- Exercise prompt
The required lines are those that contain "localhost"; pull them out of the data and copy them.

- Supplied entries
____

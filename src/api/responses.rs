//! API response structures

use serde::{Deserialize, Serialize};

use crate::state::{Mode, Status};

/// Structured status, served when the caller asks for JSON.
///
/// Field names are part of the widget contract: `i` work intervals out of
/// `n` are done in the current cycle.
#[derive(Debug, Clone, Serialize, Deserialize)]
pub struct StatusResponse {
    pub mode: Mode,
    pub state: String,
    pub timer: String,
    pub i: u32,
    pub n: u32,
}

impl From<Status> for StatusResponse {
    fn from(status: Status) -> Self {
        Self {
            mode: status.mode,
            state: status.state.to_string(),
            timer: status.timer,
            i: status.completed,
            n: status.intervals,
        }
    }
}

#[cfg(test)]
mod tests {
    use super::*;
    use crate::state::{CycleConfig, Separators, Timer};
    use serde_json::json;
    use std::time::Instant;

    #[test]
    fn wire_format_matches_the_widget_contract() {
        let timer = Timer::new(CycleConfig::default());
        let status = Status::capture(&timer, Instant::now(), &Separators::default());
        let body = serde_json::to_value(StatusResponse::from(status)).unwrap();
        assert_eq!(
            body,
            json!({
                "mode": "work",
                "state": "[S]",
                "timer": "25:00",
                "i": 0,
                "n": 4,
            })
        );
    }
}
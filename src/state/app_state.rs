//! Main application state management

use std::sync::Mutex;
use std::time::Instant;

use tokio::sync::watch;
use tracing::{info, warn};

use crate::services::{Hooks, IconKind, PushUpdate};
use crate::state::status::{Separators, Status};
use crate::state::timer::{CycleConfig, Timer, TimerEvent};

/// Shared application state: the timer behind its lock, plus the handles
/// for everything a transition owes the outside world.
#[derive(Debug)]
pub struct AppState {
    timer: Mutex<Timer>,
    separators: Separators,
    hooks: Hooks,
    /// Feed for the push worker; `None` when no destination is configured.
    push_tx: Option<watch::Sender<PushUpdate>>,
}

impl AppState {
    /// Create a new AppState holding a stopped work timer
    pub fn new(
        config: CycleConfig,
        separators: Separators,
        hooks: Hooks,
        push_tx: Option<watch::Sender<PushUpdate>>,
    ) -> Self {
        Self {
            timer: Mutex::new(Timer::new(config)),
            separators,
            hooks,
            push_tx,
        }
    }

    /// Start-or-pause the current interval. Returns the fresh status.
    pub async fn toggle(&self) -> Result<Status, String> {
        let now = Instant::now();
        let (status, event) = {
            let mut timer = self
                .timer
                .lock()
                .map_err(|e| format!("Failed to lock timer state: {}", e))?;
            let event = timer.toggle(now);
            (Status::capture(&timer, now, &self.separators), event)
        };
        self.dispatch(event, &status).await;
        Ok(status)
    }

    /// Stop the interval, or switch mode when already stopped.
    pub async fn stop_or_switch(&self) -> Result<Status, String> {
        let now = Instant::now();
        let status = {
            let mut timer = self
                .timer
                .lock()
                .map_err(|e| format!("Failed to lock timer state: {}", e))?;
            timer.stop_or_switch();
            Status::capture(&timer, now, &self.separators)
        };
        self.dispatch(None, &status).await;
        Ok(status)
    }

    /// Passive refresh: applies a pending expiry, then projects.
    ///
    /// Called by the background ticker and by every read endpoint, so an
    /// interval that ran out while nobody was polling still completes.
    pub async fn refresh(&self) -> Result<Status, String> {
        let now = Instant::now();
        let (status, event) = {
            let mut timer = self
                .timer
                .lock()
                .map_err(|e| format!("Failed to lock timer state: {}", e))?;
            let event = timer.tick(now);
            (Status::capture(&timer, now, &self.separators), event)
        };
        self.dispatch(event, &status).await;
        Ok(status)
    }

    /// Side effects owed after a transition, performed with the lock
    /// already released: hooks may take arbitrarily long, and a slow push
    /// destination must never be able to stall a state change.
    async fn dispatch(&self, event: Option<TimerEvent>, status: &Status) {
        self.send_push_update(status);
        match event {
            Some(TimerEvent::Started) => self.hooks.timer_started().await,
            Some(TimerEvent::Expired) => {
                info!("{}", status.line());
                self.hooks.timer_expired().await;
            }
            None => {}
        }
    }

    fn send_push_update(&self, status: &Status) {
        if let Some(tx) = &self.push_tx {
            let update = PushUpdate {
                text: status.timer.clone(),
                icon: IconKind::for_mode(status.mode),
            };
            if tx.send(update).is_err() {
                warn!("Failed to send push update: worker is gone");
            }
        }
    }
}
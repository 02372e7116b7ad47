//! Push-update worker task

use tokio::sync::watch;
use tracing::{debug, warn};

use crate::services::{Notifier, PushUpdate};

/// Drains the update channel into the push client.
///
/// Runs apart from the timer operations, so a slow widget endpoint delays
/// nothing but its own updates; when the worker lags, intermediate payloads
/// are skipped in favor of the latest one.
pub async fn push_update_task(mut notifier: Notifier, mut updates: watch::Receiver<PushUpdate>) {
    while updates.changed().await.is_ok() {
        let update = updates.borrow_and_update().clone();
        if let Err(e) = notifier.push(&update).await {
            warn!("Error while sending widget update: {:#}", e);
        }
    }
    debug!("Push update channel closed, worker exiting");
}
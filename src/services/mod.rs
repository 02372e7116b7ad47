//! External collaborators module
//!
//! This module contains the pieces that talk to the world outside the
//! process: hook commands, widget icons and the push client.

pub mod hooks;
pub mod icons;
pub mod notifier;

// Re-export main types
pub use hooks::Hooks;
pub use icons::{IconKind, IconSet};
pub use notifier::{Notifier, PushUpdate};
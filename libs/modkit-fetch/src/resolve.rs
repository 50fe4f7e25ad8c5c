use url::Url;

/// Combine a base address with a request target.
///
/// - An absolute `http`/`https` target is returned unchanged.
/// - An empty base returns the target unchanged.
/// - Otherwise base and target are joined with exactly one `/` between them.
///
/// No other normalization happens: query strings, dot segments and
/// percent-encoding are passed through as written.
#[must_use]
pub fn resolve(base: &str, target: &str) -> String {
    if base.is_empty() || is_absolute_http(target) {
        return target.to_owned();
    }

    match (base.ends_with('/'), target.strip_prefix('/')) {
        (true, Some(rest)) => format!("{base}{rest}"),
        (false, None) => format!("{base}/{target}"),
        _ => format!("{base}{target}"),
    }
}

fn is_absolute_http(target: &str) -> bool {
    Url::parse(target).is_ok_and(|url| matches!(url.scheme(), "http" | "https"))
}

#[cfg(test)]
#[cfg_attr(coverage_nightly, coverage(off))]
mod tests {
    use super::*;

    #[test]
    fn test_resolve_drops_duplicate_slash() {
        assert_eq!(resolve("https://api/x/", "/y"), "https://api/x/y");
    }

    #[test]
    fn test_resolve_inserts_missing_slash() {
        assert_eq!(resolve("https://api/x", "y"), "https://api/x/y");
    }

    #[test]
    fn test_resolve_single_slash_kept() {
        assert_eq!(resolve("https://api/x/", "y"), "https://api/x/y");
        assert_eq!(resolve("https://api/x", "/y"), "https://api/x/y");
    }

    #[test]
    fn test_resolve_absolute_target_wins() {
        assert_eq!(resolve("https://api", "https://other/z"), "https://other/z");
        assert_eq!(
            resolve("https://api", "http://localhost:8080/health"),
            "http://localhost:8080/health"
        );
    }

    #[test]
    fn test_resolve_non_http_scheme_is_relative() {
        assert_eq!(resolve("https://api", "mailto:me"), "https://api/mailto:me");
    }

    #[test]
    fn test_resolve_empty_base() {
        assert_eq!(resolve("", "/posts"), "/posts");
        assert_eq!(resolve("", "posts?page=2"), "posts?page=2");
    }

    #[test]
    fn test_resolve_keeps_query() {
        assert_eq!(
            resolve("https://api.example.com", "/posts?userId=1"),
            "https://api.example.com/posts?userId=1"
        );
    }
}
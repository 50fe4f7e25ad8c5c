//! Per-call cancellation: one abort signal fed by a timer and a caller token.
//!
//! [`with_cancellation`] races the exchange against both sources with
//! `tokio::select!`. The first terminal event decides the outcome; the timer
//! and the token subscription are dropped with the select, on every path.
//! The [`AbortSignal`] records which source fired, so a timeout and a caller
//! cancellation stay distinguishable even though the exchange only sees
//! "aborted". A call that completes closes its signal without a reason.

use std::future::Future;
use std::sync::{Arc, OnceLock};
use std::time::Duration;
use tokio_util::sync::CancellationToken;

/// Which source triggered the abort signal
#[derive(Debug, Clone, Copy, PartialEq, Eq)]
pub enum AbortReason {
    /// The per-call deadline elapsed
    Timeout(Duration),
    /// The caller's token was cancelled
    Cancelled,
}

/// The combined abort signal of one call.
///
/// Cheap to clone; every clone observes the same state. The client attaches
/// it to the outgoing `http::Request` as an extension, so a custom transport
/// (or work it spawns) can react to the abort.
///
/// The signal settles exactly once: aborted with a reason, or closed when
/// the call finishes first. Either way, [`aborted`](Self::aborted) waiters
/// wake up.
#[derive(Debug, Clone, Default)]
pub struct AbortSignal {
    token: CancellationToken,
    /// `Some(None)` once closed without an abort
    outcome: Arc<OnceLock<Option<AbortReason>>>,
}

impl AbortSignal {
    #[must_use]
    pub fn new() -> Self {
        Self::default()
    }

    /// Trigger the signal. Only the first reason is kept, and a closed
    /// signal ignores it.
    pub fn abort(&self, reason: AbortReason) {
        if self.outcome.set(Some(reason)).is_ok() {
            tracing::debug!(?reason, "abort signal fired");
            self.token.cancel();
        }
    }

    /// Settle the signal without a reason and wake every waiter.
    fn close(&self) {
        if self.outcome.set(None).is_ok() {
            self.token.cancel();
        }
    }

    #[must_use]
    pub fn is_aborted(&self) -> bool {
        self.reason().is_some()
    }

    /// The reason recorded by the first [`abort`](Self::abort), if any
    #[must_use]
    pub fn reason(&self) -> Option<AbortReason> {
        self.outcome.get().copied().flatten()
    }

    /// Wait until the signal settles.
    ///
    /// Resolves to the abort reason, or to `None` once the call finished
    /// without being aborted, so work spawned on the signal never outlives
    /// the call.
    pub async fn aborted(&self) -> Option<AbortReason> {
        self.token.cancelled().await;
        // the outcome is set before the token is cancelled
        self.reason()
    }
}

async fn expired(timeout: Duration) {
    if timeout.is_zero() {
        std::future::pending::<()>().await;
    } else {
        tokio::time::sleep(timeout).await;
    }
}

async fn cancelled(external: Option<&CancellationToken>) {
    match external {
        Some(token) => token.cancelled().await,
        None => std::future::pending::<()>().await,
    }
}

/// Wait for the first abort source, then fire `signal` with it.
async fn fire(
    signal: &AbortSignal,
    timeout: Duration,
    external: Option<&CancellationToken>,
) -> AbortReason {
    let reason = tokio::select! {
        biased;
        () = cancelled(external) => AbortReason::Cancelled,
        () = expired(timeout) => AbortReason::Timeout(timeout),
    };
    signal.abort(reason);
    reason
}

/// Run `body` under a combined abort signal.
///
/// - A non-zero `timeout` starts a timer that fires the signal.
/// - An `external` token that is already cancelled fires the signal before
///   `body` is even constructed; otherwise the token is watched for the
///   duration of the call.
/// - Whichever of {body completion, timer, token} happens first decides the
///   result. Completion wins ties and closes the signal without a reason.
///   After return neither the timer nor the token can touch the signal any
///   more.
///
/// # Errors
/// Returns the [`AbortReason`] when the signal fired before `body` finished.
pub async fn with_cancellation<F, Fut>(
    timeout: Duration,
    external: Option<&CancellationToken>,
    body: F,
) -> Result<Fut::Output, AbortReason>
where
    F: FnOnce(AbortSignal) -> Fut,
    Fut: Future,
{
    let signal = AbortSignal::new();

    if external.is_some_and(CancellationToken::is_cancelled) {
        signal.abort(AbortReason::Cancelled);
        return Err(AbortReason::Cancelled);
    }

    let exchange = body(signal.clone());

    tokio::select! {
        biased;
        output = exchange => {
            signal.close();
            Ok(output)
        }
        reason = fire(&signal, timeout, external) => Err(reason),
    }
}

____

- Result for this task
            resolve("https://api", "http://localhost:8080/health"),
            "http://localhost:8080/health"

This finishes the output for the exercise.